### Exercise prompt
Please restate the following records word for word.

[Collected data entries]
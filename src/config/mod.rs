//! Configuration Module
//!
//! Handles configuration loading, validation, and CLI overrides.

pub mod manager;
pub mod types;

pub use manager::ConfigManager;
pub use types::*;
/// When a reverse-direction test starts relative to the flow that asked for it
#[derive(Debug, Clone, Copy, PartialEq, Eq)]
pub enum TestMode {
    /// Both directions at once
    Dual,
    /// Reverse direction after the flow completes
    Tradeoff,
}

/// How much the reverse-direction client should send
#[derive(Debug, Clone, Copy, PartialEq, Eq)]
pub enum TestAmount {
    Bytes(u64),
    Time(Duration),
}

impl TestAmount {
    /// Negative amounts are a duration in hundredths of a second.
    fn from_wire(amount: i32) -> Self {
        if amount < 0 {
            TestAmount::Time(Duration::from_millis(amount.unsigned_abs() as u64 * 10))
        } else {
            TestAmount::Bytes(amount as u64)
        }
    }
}

/// Settings for the reverse-direction client a peer asked for
#[derive(Debug, Clone, PartialEq, Eq)]
pub struct ClientSettings {
    pub remote: SocketAddr,
    pub transport: Transport,
    pub threads: u32,
    pub buffer_len: usize,
    /// Window size for stream tests, bandwidth for datagram tests
    pub win_band: i32,
    pub amount: TestAmount,
    pub mode: TestMode,
}

impl ClientSettings {
    /// Derive follow-up settings from a version 1 client header.
    pub fn from_header(
        header: &ClientHeader,
        peer: SocketAddr,
        transport: Transport,
        default_buffer_len: usize,
    ) -> Option<Self> {
        let legacy = header.legacy?;
        let port = u16::try_from(legacy.port)
            .ok()
            .filter(|p| *p != 0)
            .unwrap_or(peer.port());

        Some(Self {
            remote: SocketAddr::new(peer.ip(), port),
            transport,
            threads: legacy.num_threads.max(1) as u32,
            buffer_len: usize::try_from(legacy.buffer_len)
                .ok()
                .filter(|len| *len > 0)
                .unwrap_or(default_buffer_len),
            win_band: legacy.win_band,
            amount: TestAmount::from_wire(legacy.amount),
            mode: if header.run_now() {
                TestMode::Dual
            } else {
                TestMode::Tradeoff
            },
        })
    }
}

/// Everything a worker needs to serve one flow
#[derive(Debug)]
pub struct FlowSettings {
    pub flow_id: Uuid,
    pub transport: Transport,
    pub peer: SocketAddr,
    pub local: SocketAddr,
    pub buffer_len: usize,
    pub report_interval: Option<Duration>,
    pub duration: Option<Duration>,
    pub group: Arc<GroupHandle>,
    pub peer_version: Option<PeerVersion>,
    pub follow_up: Option<ClientSettings>,
    pub socket: FlowSocket,
    /// Datagram the listener consumed while demultiplexing
    pub initial_datagram: Option<Bytes>,
}

impl FlowSettings {
    /// Copy the listener's base settings and attach the flow's own state.
    pub fn snapshot(
        server: &ServerConfig,
        flow: AcceptedFlow,
        group: Arc<GroupHandle>,
        handshake: &HandshakeOutcome,
    ) -> Self {
        let follow_up = handshake.header.as_ref().and_then(|header| {
            ClientSettings::from_header(header, flow.peer, server.transport, server.buffer_len)
        });

        Self {
            flow_id: Uuid::new_v4(),
            transport: server.transport,
            peer: flow.peer,
            local: flow.local,
            buffer_len: server.buffer_len,
            report_interval: server.report_interval,
            duration: server.duration,
            group,
            peer_version: handshake.peer_version(),
            follow_up,
            socket: flow.socket,
            initial_datagram: flow.first_datagram,
        }
    }
}

/// Performs the measurement for one flow
#[async_trait]
pub trait FlowWorker: Send + Sync + 'static {
    /// Serve the flow until the peer is done.
    async fn run(&self, flow: FlowSettings) -> anyhow::Result<()>;

    /// Run a reverse-direction client the peer asked for.
    async fn run_client(&self, client: ClientSettings) -> anyhow::Result<()> {
        warn!(
            remote = %client.remote,
            mode = ?client.mode,
            "Reverse-direction tests are not supported by this worker"
        );
        Ok(())
    }
}

/// Schedules flows onto their own tasks
pub struct Dispatcher {
    worker: Arc<dyn FlowWorker>,
    registry: Arc<GroupRegistry>,
    metrics: Option<Arc<Metrics>>,
    active: Arc<AtomicUsize>,
    shutdown: ShutdownCoordinator,
}
//! Configuration Types

use serde::{Deserialize, Serialize};
use std::fmt;
use std::net::{IpAddr, SocketAddr};
use std::time::Duration;

/// Main configuration structure
#[derive(Debug, Clone, Deserialize, Serialize)]
pub struct Config {
    pub server: ServerConfig,
    #[serde(default)]
    pub monitoring: MonitoringConfig,
}

/// Transport the listener serves
#[derive(Debug, Clone, Copy, PartialEq, Eq, Deserialize, Serialize)]
#[serde(rename_all = "lowercase")]
pub enum Transport {
    Tcp,
    Udp,
}

impl Transport {
    pub fn as_str(&self) -> &'static str {
        match self {
            Transport::Tcp => "tcp",
            Transport::Udp => "udp",
        }
    }
}

impl fmt::Display for Transport {
    fn fmt(&self, f: &mut fmt::Formatter<'_>) -> fmt::Result {
        f.write_str(self.as_str())
    }
}

/// Listening session configuration
#[derive(Debug, Clone, Deserialize, Serialize)]
pub struct ServerConfig {
    /// Local endpoint; a multicast address joins the group.
    pub bind_addr: SocketAddr,
    pub transport: Transport,
    /// Read/receive buffer length in bytes
    pub buffer_len: usize,
    /// Number of flows to serve before exiting, 0 = unlimited
    #[serde(default)]
    pub max_flows: usize,
    /// Serve one remote host at a time
    #[serde(default)]
    pub single_client: bool,
    /// Handle every datagram flow inside the listener task
    #[serde(default)]
    pub single_udp: bool,
    /// Only accept flows from this host
    #[serde(default)]
    pub client_filter: Option<IpAddr>,
    /// Skip the header exchange for peers that predate it
    #[serde(default)]
    pub compat: bool,
    #[serde(default, with = "humantime_serde")]
    pub report_interval: Option<Duration>,
    /// Server run duration; bounds each accept wait
    #[serde(default, with = "humantime_serde")]
    pub duration: Option<Duration>,
    #[serde(default)]
    pub daemon: bool,
    /// Keep listening when a duration-expiry interrupt arrives
    #[serde(default)]
    pub repeat: bool,
    #[serde(with = "humantime_serde")]
    pub handshake_timeout: Duration,
    #[serde(with = "humantime_serde")]
    pub shutdown_timeout: Duration,
}

impl ServerConfig {
    pub fn is_multicast(&self) -> bool {
        self.bind_addr.ip().is_multicast()
    }

    /// Whether accept waits are bounded by the run duration.
    pub fn accept_deadline(&self) -> Option<Duration> {
        if self.daemon {
            return None;
        }
        self.duration.filter(|d| !d.is_zero())
    }
}

/// Monitoring configuration
#[derive(Debug, Clone, Deserialize, Serialize)]
pub struct MonitoringConfig {
    pub log_level: String,
    pub metrics_addr: Option<SocketAddr>,
}

impl Default for MonitoringConfig {
    fn default() -> Self {
        Self {
            log_level: "info".to_string(),
            metrics_addr: None,
        }
    }
}

impl Default for Config {
    fn default() -> Self {
        Self {
            server: ServerConfig {
                bind_addr: SocketAddr::from(([0, 0, 0, 0], 5001)),
                transport: Transport::Tcp,
                buffer_len: 128 * 1024,
                max_flows: 0,
                single_client: false,
                single_udp: false,
                client_filter: None,
                compat: false,
                report_interval: None,
                duration: None,
                daemon: false,
                repeat: false,
                handshake_timeout: Duration::from_secs(10),
                shutdown_timeout: Duration::from_secs(30),
            },
            monitoring: MonitoringConfig::default(),
        }
    }
}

### Response
filename src/config/mod.rs
//! Configuration Module
//!
//! Handles configuration loading, validation, and CLI overrides.

pub mod manager;
pub mod types;

pub use manager::ConfigManager;
pub use types::*;
/// When a reverse-direction test starts relative to the flow that asked for it
#[derive(Debug, Clone, Copy, PartialEq, Eq)]
pub enum TestMode {
    /// Both directions at once
    Dual,
    /// Reverse direction after the flow completes
    Tradeoff,
}

/// How much the reverse-direction client should send
#[derive(Debug, Clone, Copy, PartialEq, Eq)]
pub enum TestAmount {
    Bytes(u64),
    Time(Duration),
}

impl TestAmount {
    /// Negative amounts are a duration in hundredths of a second.
    fn from_wire(amount: i32) -> Self {
        if amount < 0 {
            TestAmount::Time(Duration::from_millis(amount.unsigned_abs() as u64 * 10))
        } else {
            TestAmount::Bytes(amount as u64)
        }
    }
}

/// Settings for the reverse-direction client a peer asked for
#[derive(Debug, Clone, PartialEq, Eq)]
pub struct ClientSettings {
    pub remote: SocketAddr,
    pub transport: Transport,
    pub threads: u32,
    pub buffer_len: usize,
    /// Window size for stream tests, bandwidth for datagram tests
    pub win_band: i32,
    pub amount: TestAmount,
    pub mode: TestMode,
}

impl ClientSettings {
    /// Derive follow-up settings from a version 1 client header.
    pub fn from_header(
        header: &ClientHeader,
        peer: SocketAddr,
        transport: Transport,
        default_buffer_len: usize,
    ) -> Option<Self> {
        let legacy = header.legacy?;
        let port = u16::try_from(legacy.port)
            .ok()
            .filter(|p| *p != 0)
            .unwrap_or(peer.port());

        Some(Self {
            remote: SocketAddr::new(peer.ip(), port),
            transport,
            threads: legacy.num_threads.max(1) as u32,
            buffer_len: usize::try_from(legacy.buffer_len)
                .ok()
                .filter(|len| *len > 0)
                .unwrap_or(default_buffer_len),
            win_band: legacy.win_band,
            amount: TestAmount::from_wire(legacy.amount),
            mode: if header.run_now() {
                TestMode::Dual
            } else {
                TestMode::Tradeoff
            },
        })
    }
}

/// Everything a worker needs to serve one flow
#[derive(Debug)]
pub struct FlowSettings {
    pub flow_id: Uuid,
    pub transport: Transport,
    pub peer: SocketAddr,
    pub local: SocketAddr,
    pub buffer_len: usize,
    pub report_interval: Option<Duration>,
    pub duration: Option<Duration>,
    pub group: Arc<GroupHandle>,
    pub peer_version: Option<PeerVersion>,
    pub follow_up: Option<ClientSettings>,
    pub socket: FlowSocket,
    /// Datagram the listener consumed while demultiplexing
    pub initial_datagram: Option<Bytes>,
}

impl FlowSettings {
    /// Copy the listener's base settings and attach the flow's own state.
    pub fn snapshot(
        server: &ServerConfig,
        flow: AcceptedFlow,
        group: Arc<GroupHandle>,
        handshake: &HandshakeOutcome,
    ) -> Self {
        let follow_up = handshake.header.as_ref().and_then(|header| {
            ClientSettings::from_header(header, flow.peer, server.transport, server.buffer_len)
        });

        Self {
            flow_id: Uuid::new_v4(),
            transport: server.transport,
            peer: flow.peer,
            local: flow.local,
            buffer_len: server.buffer_len,
            report_interval: server.report_interval,
            duration: server.duration,
            group,
            peer_version: handshake.peer_version(),
            follow_up,
            socket: flow.socket,
            initial_datagram: flow.first_datagram,
        }
    }
}

/// Performs the measurement for one flow
#[async_trait]
pub trait FlowWorker: Send + Sync + 'static {
    /// Serve the flow until the peer is done.
    async fn run(&self, flow: FlowSettings) -> anyhow::Result<()>;

    /// Run a reverse-direction client the peer asked for.
    async fn run_client(&self, client: ClientSettings) -> anyhow::Result<()> {
        warn!(
            remote = %client.remote,
            mode = ?client.mode,
            "Reverse-direction tests are not supported by this worker"
        );
        Ok(())
    }
}

/// Schedules flows onto their own tasks
pub struct Dispatcher {
    worker: Arc<dyn FlowWorker>,
    registry: Arc<GroupRegistry>,
    metrics: Option<Arc<Metrics>>,
    active: Arc<AtomicUsize>,
    shutdown: ShutdownCoordinator,
}
//! Configuration Types

use serde::{Deserialize, Serialize};
use std::fmt;
use std::net::{IpAddr, SocketAddr};
use std::time::Duration;

/// Main configuration structure
#[derive(Debug, Clone, Deserialize, Serialize)]
pub struct Config {
    pub server: ServerConfig,
    #[serde(default)]
    pub monitoring: MonitoringConfig,
}

/// Transport the listener serves
#[derive(Debug, Clone, Copy, PartialEq, Eq, Deserialize, Serialize)]
#[serde(rename_all = "lowercase")]
pub enum Transport {
    Tcp,
    Udp,
}

impl Transport {
    pub fn as_str(&self) -> &'static str {
        match self {
            Transport::Tcp => "tcp",
            Transport::Udp => "udp",
        }
    }
}

impl fmt::Display for Transport {
    fn fmt(&self, f: &mut fmt::Formatter<'_>) -> fmt::Result {
        f.write_str(self.as_str())
    }
}

/// Listening session configuration
#[derive(Debug, Clone, Deserialize, Serialize)]
pub struct ServerConfig {
    /// Local endpoint; a multicast address joins the group.
    pub bind_addr: SocketAddr,
    pub transport: Transport,
    /// Read/receive buffer length in bytes
    pub buffer_len: usize,
    /// Number of flows to serve before exiting, 0 = unlimited
    #[serde(default)]
    pub max_flows: usize,
    /// Serve one remote host at a time
    #[serde(default)]
    pub single_client: bool,
    /// Handle every datagram flow inside the listener task
    #[serde(default)]
    pub single_udp: bool,
    /// Only accept flows from this host
    #[serde(default)]
    pub client_filter: Option<IpAddr>,
    /// Skip the header exchange for peers that predate it
    #[serde(default)]
    pub compat: bool,
    #[serde(default, with = "humantime_serde")]
    pub report_interval: Option<Duration>,
    /// Server run duration; bounds each accept wait
    #[serde(default, with = "humantime_serde")]
    pub duration: Option<Duration>,
    #[serde(default)]
    pub daemon: bool,
    /// Keep listening when a duration-expiry interrupt arrives
    #[serde(default)]
    pub repeat: bool,
    #[serde(with = "humantime_serde")]
    pub handshake_timeout: Duration,
    #[serde(with = "humantime_serde")]
    pub shutdown_timeout: Duration,
}

impl ServerConfig {
    pub fn is_multicast(&self) -> bool {
        self.bind_addr.ip().is_multicast()
    }

    /// Whether accept waits are bounded by the run duration.
    pub fn accept_deadline(&self) -> Option<Duration> {
        if self.daemon {
            return None;
        }
        self.duration.filter(|d| !d.is_zero())
    }
}

/// Monitoring configuration
#[derive(Debug, Clone, Deserialize, Serialize)]
pub struct MonitoringConfig {
    pub log_level: String,
    pub metrics_addr: Option<SocketAddr>,
}

impl Default for MonitoringConfig {
    fn default() -> Self {
        Self {
            log_level: "info".to_string(),
            metrics_addr: None,
        }
    }
}

impl Default for Config {
    fn default() -> Self {
        Self {
            server: ServerConfig {
                bind_addr: SocketAddr::from(([0, 0, 0, 0], 5001)),
                transport: Transport::Tcp,
                buffer_len: 128 * 1024,
                max_flows: 0,
                single_client: false,
                single_udp: false,
                client_filter: None,
                compat: false,
                report_interval: None,
                duration: None,
                daemon: false,
                repeat: false,
                handshake_timeout: Duration::from_secs(10),
                shutdown_timeout: Duration::from_secs(30),
            },
            monitoring: MonitoringConfig::default(),
        }
    }
}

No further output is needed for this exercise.